Marcha Mundial das Mulheres

A Secretaria de Mulheres não teve nenhuma participação na MP 557

Ministra Iriny Lopes: "Eu não recebi minuta da Medida Provisória para opinar, eu não fui chamada para nenhuma discussão de mérito, eu não fiz parte de nenhum grupo de estudo ou de análise do que estava sendo proposto".                          Por Conceição Lemes
Foto: Lena Azevedo

Na entrevista que o doutor Fausto Pereira dos Santos, assessor especial do ministro da Saúde Alexandre Padilha, concedeu ao Viomundo, eu perguntei:
¾      Mas eu não participei, não!, disse-me, no início desta noite, a ministra Iriny Lopes, da Secretaria de Políticas para Mulheres da Presidência da República.

¾     Como? 

¾      Eu não participei! Eu pago todos os preços das coisas que eu faço e falo, mas do que eu não fiz não.

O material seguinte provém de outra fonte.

//! Gateway clients for the two API modes.
//!
//! # Design
//! A client holds only immutable configuration (endpoint URL, default
//! parameters, decline wording) plus its transport, so one instance can be
//! shared across threads whenever the transport allows it. Each call is split
//! like the rest of the crate: `build_submit` produces an [`HttpRequest`],
//! `parse_submit` interprets an [`HttpResponse`], and `submit` runs both
//! around the transport. Nothing is retried.

use tracing::{debug, warn};

use crate::classify::{check_decline, StatusPolicy};
use crate::cleanup::MessageCleanup;
use crate::codec::{decode_fields, encode_params, ResponseFields};
use crate::config::{ReportingConfig, TransactionConfig};
use crate::error::{ClientError, GatewayError, Mode, Result};
use crate::http::{HttpRequest, HttpResponse, Transport, UreqTransport};
use crate::params::Params;

/// Client for direct mode transactions: authorize, sale and recurring billing.
#[derive(Debug, Clone)]
pub struct TransactionClient<T = UreqTransport> {
    url: String,
    host_header: Option<String>,
    defaults: Params,
    cleanup: MessageCleanup,
    transport: T,
}

impl TransactionClient<UreqTransport> {
    pub fn new(config: TransactionConfig) -> Self {
        let transport = UreqTransport::new(config.endpoint.timeout());
        Self::with_transport(config, transport)
    }
}

impl Default for TransactionClient<UreqTransport> {
    fn default() -> Self {
        Self::new(TransactionConfig::default())
    }
}

impl<T> TransactionClient<T> {
    pub fn with_transport(config: TransactionConfig, transport: T) -> Self {
        Self {
            url: config.endpoint.url(),
            defaults: config.default_params(),
            host_header: config.endpoint.host_header,
            cleanup: config.decline_messages,
            transport,
        }
    }

    /// Replace the decline message table.
    pub fn with_cleanup(mut self, cleanup: MessageCleanup) -> Self {
        self.cleanup = cleanup;
        self
    }

    pub fn url(&self) -> &str {
        &self.url
    }

    pub fn defaults(&self) -> &Params {
        &self.defaults
    }

    /// Encode `params` over the configured defaults into a form POST.
    pub fn build_submit(&self, params: &Params) -> Result<HttpRequest> {
        let body = encode_params(&params.merged_over(&self.defaults))?;
        Ok(form_request(&self.url, self.host_header.as_deref(), body))
    }

    /// Classify the status, decode the body, then check for a decline.
    pub fn parse_submit(&self, response: HttpResponse) -> Result<ResponseFields> {
        let fields = decode_checked(StatusPolicy::Direct, &response)?;
        check_decline(&fields, &self.cleanup).map_err(rejected)?;
        Ok(fields)
    }
}

impl<T: Transport> TransactionClient<T> {
    /// Send one transaction and return the gateway's response fields.
    #[tracing::instrument(name = "bluefin.submit", skip_all, fields(mode = %Mode::Direct, url = %self.url))]
    pub fn submit(&self, params: &Params) -> Result<ResponseFields> {
        let request = self.build_submit(params)?;
        let response = send(&self.transport, &request)?;
        self.parse_submit(response)
    }
}

/// Client for the read-only data retrieval interface.
#[derive(Debug, Clone)]
pub struct ReportingClient<T = UreqTransport> {
    url: String,
    host_header: Option<String>,
    transport: T,
}

impl ReportingClient<UreqTransport> {
    pub fn new(config: ReportingConfig) -> Self {
        let transport = UreqTransport::new(config.endpoint.timeout());
        Self::with_transport(config, transport)
    }
}

impl Default for ReportingClient<UreqTransport> {
    fn default() -> Self {
        Self::new(ReportingConfig::default())
    }
}

impl<T> ReportingClient<T> {
    pub fn with_transport(config: ReportingConfig, transport: T) -> Self {
        Self {
            url: config.endpoint.url(),
            host_header: config.endpoint.host_header,
            transport,
        }
    }

    pub fn url(&self) -> &str {
        &self.url
    }

    pub fn build_submit(&self, params: &Params) -> Result<HttpRequest> {
        let body = encode_params(params)?;
        Ok(form_request(&self.url, self.host_header.as_deref(), body))
    }

    pub fn parse_submit(&self, response: HttpResponse) -> Result<ResponseFields> {
        decode_checked(StatusPolicy::Reporting, &response)
    }
}

impl<T: Transport> ReportingClient<T> {
    /// Run one query and return the decoded fields.
    #[tracing::instrument(name = "bluefin.submit", skip_all, fields(mode = %Mode::Reporting, url = %self.url))]
    pub fn submit(&self, params: &Params) -> Result<ResponseFields> {
        let request = self.build_submit(params)?;
        let response = send(&self.transport, &request)?;
        self.parse_submit(response)
    }
}

fn form_request(url: &str, host_header: Option<&str>, body: String) -> HttpRequest {
    let request = HttpRequest::form_post(url.to_string(), body);
    match host_header {
        Some(host) => request.with_header("host", host),
        None => request,
    }
}

fn send<T: Transport>(transport: &T, request: &HttpRequest) -> Result<HttpResponse> {
    debug!(bytes = request.body.len(), "sending gateway request");
    let response = transport.execute(request).map_err(|err| {
        warn!(error = %err, "gateway transport failed");
        ClientError::from(err)
    })?;
    debug!(status = response.status, "gateway responded");
    Ok(response)
}

fn decode_checked(policy: StatusPolicy, response: &HttpResponse) -> Result<ResponseFields> {
    policy.check_status(response.status, &response.body).map_err(rejected)?;
    Ok(decode_fields(&response.body))
}

fn rejected(err: GatewayError) -> ClientError {
    match &err.error_code {
        Some(code) => warn!(kind = %err.kind, code = %code, reason = %err.raw_message, "gateway rejected request"),
        None => warn!(kind = %err.kind, reason = %err.raw_message, "gateway rejected request"),
    }
    ClientError::Gateway(err)
}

A Medida Provisória 557 institui o Sistema Nacional de Cadastro, Vigilância e Acompanhamento da Gestante e Puérpera para Prevenção da Mortalidade Materna. Além da presidenta Dilma Rousseff, assinam-na os ministros Alexandre Padilha (Saúde), Guido Mantega (Fazenda) e Miriam Belchior (Planejamento).

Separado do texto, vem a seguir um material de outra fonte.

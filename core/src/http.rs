//! HTTP transport seam.
//!
//! # Design
//! Requests and responses are plain data. Clients build an [`HttpRequest`],
//! hand it to a [`Transport`], and interpret the returned [`HttpResponse`];
//! hosts that run their own I/O can skip the transport and call the client's
//! `build_submit` / `parse_submit` halves directly.
//!
//! The request timeout belongs to the transport instance. Nothing here sets
//! process-wide socket state, so clients with different timeouts coexist.

use std::fmt;
use std::time::Duration;

use crate::error::TransportError;

pub const FORM_CONTENT_TYPE: &str = "application/x-www-form-urlencoded";

pub const USER_AGENT: &str = concat!("RustBluefin/", env!("CARGO_PKG_VERSION"));

/// A form POST described as plain data.
#[derive(Debug, Clone, PartialEq, Eq)]
pub struct HttpRequest {
    pub url: String,
    pub headers: Vec<(String, String)>,
    pub body: String,
}

impl HttpRequest {
    /// A POST of `body` to `url` with the gateway's fixed headers.
    pub fn form_post(url: String, body: String) -> Self {
        Self {
            url,
            headers: vec![
                ("content-type".to_string(), FORM_CONTENT_TYPE.to_string()),
                ("user-agent".to_string(), USER_AGENT.to_string()),
            ],
            body,
        }
    }

    /// Add a header, e.g. a fixed `host` overriding the one derived from `url`.
    pub fn with_header(mut self, name: impl Into<String>, value: impl Into<String>) -> Self {
        self.headers.push((name.into(), value.into()));
        self
    }
}

/// An HTTP response described as plain data.
#[derive(Debug, Clone, PartialEq, Eq)]
pub struct HttpResponse {
    pub status: u16,
    pub headers: Vec<(String, String)>,
    pub body: String,
}

impl HttpResponse {
    pub fn new(status: u16, body: impl Into<String>) -> Self {
        Self {
            status,
            headers: Vec::new(),
            body: body.into(),
        }
    }
}

/// Executes one request. Non-success statuses are data, not errors; only
/// connection-level failures return `Err`.
pub trait Transport {
    fn execute(&self, request: &HttpRequest) -> Result<HttpResponse, TransportError>;
}

/// Blocking transport backed by a `ureq` agent.
#[derive(Clone)]
pub struct UreqTransport {
    agent: ureq::Agent,
    timeout: Duration,
}

impl fmt::Debug for UreqTransport {
    fn fmt(&self, f: &mut fmt::Formatter<'_>) -> fmt::Result {
        f.debug_struct("UreqTransport").field("timeout", &self.timeout).finish_non_exhaustive()
    }
}

impl UreqTransport {
    pub fn new(timeout: Duration) -> Self {
        // Gateway errors travel as 4xx-7xx statuses and must reach the classifier.
        let agent = ureq::Agent::config_builder()
            .http_status_as_error(false)
            .timeout_global(Some(timeout))
            .build()
            .new_agent();
        Self { agent, timeout }
    }

    pub fn timeout(&self) -> Duration {
        self.timeout
    }
}

impl Transport for UreqTransport {
    fn execute(&self, request: &HttpRequest) -> Result<HttpResponse, TransportError> {
        let mut builder = self.agent.post(&request.url);
        for (name, value) in &request.headers {
            builder = builder.header(name.as_str(), value.as_str());
        }
        let mut response = builder.send(request.body.as_bytes())?;

        let status = response.status().as_u16();
        let headers = response
            .headers()
            .iter()
            .filter_map(|(name, value)| {
                value
                    .to_str()
                    .ok()
                    .map(|value| (name.as_str().to_string(), value.to_string()))
            })
            .collect();
        // Gateways answer in Latin-1 now and then; the body still has to reach
        // the classifier, so invalid UTF-8 is replaced rather than rejected.
        let bytes = response.body_mut().read_to_vec()?;
        let body = String::from_utf8_lossy(&bytes).into_owned();

        Ok(HttpResponse { status, headers, body })
    }
}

Prossegue a entrevista, que foi solicitada pela própria ministra ao Viomundo, para esclarecer a participação da Secretaria de Políticas para as Mulheres na elaboração da Medida Provisória 557.

Viomundo – Quando a senhora tomou conhecimento da MP 557?

Iriny Lopes – Quando ela foi publicada [27 de dezembro, no Diário Oficial da União].

Há uns dois ou três meses atrás [precisamente no dia 27 de outubro de 2011], eu procurei o ministro Padilha para que a gente pudesse ter um comportamento uniforme e tranquilo em relação no caso Alyne (veja PS do Viomundo), sobre o qual o Brasil tem de se manifestar. É um caso que a gente tem tratar com toda a delicadeza que merece.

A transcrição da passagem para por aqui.